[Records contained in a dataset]
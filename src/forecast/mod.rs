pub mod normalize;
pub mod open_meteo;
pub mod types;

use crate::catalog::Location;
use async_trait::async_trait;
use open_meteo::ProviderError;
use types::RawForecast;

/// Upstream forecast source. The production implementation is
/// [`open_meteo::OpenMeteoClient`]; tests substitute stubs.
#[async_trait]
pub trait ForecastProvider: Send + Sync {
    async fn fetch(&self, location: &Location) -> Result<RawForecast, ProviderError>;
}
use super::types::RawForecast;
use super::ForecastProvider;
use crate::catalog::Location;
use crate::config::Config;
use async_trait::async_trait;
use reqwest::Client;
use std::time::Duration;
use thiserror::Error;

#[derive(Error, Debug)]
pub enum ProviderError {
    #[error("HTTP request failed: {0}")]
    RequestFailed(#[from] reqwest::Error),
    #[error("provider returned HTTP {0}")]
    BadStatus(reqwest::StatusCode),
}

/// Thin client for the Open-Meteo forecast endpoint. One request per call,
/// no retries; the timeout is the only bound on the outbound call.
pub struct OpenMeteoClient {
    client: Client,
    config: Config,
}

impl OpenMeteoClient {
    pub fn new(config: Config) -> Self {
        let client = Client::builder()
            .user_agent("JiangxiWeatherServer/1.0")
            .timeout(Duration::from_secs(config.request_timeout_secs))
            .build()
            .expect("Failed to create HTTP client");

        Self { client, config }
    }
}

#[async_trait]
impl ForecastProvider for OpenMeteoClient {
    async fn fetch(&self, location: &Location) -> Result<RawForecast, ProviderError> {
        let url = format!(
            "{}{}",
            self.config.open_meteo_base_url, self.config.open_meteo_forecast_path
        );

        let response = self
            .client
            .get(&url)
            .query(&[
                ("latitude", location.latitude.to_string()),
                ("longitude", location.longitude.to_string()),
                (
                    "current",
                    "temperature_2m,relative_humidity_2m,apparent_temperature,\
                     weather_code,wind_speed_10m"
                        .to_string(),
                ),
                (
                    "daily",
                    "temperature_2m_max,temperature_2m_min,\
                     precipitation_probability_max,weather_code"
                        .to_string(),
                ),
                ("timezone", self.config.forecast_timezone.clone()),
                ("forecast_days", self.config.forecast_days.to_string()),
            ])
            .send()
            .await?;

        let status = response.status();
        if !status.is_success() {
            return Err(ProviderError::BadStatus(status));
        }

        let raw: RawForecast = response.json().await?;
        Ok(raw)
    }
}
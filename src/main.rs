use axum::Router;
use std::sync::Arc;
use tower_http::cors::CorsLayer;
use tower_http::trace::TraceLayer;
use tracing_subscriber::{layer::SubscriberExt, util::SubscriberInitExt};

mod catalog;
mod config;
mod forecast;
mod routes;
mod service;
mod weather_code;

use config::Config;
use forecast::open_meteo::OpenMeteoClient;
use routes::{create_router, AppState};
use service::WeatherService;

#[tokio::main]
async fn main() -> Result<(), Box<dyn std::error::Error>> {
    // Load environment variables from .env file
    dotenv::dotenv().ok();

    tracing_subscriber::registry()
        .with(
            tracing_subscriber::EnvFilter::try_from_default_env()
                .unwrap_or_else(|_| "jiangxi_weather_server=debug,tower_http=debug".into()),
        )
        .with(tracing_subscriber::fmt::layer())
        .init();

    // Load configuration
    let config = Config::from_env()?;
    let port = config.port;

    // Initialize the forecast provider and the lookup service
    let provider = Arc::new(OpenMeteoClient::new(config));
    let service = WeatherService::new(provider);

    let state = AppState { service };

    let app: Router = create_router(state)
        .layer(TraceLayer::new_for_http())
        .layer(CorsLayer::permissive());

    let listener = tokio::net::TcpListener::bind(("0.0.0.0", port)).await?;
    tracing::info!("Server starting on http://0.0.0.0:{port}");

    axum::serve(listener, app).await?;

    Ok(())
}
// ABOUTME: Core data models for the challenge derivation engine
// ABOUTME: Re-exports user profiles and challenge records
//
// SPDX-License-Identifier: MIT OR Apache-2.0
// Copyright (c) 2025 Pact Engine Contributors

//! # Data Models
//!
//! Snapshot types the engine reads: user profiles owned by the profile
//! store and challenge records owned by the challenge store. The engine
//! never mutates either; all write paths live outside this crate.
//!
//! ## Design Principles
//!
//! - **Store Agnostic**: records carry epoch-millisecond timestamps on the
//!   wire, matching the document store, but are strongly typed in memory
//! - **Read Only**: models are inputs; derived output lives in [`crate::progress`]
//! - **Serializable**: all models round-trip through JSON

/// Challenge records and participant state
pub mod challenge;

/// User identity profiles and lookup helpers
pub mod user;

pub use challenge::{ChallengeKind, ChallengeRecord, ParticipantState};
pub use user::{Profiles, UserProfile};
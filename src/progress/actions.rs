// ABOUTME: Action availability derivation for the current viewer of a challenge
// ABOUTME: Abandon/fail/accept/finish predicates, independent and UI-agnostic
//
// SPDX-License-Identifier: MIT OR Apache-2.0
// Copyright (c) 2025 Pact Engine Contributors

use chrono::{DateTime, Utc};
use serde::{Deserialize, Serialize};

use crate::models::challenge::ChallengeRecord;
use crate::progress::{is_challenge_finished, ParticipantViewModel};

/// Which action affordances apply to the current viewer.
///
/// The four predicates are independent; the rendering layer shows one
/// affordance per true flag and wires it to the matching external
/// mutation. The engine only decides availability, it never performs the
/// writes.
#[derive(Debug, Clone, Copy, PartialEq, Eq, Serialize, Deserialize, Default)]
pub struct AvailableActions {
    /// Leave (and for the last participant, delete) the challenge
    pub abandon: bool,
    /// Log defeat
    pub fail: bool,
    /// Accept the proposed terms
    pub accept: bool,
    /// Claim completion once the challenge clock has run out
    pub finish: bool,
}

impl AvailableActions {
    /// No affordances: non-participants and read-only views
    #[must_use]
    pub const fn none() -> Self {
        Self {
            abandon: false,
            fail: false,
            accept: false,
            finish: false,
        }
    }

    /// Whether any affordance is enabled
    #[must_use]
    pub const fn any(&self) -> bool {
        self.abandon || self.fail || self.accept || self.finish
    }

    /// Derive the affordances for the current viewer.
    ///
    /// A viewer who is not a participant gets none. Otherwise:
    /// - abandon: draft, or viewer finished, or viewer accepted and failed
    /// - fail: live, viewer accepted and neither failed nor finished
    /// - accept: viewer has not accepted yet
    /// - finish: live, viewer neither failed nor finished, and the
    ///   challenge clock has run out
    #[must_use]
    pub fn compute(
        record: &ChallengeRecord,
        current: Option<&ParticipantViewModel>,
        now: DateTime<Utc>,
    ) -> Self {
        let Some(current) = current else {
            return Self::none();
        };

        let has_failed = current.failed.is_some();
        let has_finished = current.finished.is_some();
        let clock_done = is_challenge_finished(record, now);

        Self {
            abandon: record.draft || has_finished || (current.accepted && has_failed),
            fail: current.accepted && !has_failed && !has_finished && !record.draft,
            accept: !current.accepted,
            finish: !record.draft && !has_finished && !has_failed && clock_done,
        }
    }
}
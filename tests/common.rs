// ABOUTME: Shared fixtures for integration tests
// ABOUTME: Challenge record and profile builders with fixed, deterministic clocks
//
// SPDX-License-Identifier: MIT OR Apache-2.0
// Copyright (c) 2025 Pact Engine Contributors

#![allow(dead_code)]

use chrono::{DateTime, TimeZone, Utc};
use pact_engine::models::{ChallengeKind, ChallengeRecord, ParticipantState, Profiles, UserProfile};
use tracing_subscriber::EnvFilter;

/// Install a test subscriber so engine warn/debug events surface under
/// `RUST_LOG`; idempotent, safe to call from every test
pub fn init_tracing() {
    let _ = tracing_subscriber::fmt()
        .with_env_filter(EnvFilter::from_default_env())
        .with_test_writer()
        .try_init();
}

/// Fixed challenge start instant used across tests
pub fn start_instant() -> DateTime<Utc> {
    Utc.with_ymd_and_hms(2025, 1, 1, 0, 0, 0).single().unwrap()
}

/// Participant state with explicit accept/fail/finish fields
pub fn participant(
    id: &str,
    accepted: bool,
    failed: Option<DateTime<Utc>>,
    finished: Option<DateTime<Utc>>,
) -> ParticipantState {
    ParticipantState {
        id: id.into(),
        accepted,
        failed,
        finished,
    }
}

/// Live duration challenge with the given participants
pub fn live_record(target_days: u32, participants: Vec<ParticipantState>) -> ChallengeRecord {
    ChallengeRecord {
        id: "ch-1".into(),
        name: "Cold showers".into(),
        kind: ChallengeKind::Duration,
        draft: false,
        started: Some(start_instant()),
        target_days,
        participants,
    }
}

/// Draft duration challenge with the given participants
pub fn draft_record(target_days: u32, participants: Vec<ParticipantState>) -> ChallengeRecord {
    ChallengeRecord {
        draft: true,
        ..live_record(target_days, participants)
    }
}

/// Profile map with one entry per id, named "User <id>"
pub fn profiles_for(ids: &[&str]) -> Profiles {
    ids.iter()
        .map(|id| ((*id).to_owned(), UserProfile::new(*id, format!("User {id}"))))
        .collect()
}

## [Problem to work on]
Lines above with "Option" in them are the ones to copy.

## [Output for this exercise]
        current: Option<&ParticipantViewModel>,
    failed: Option<DateTime<Utc>>,
    finished: Option<DateTime<Utc>>,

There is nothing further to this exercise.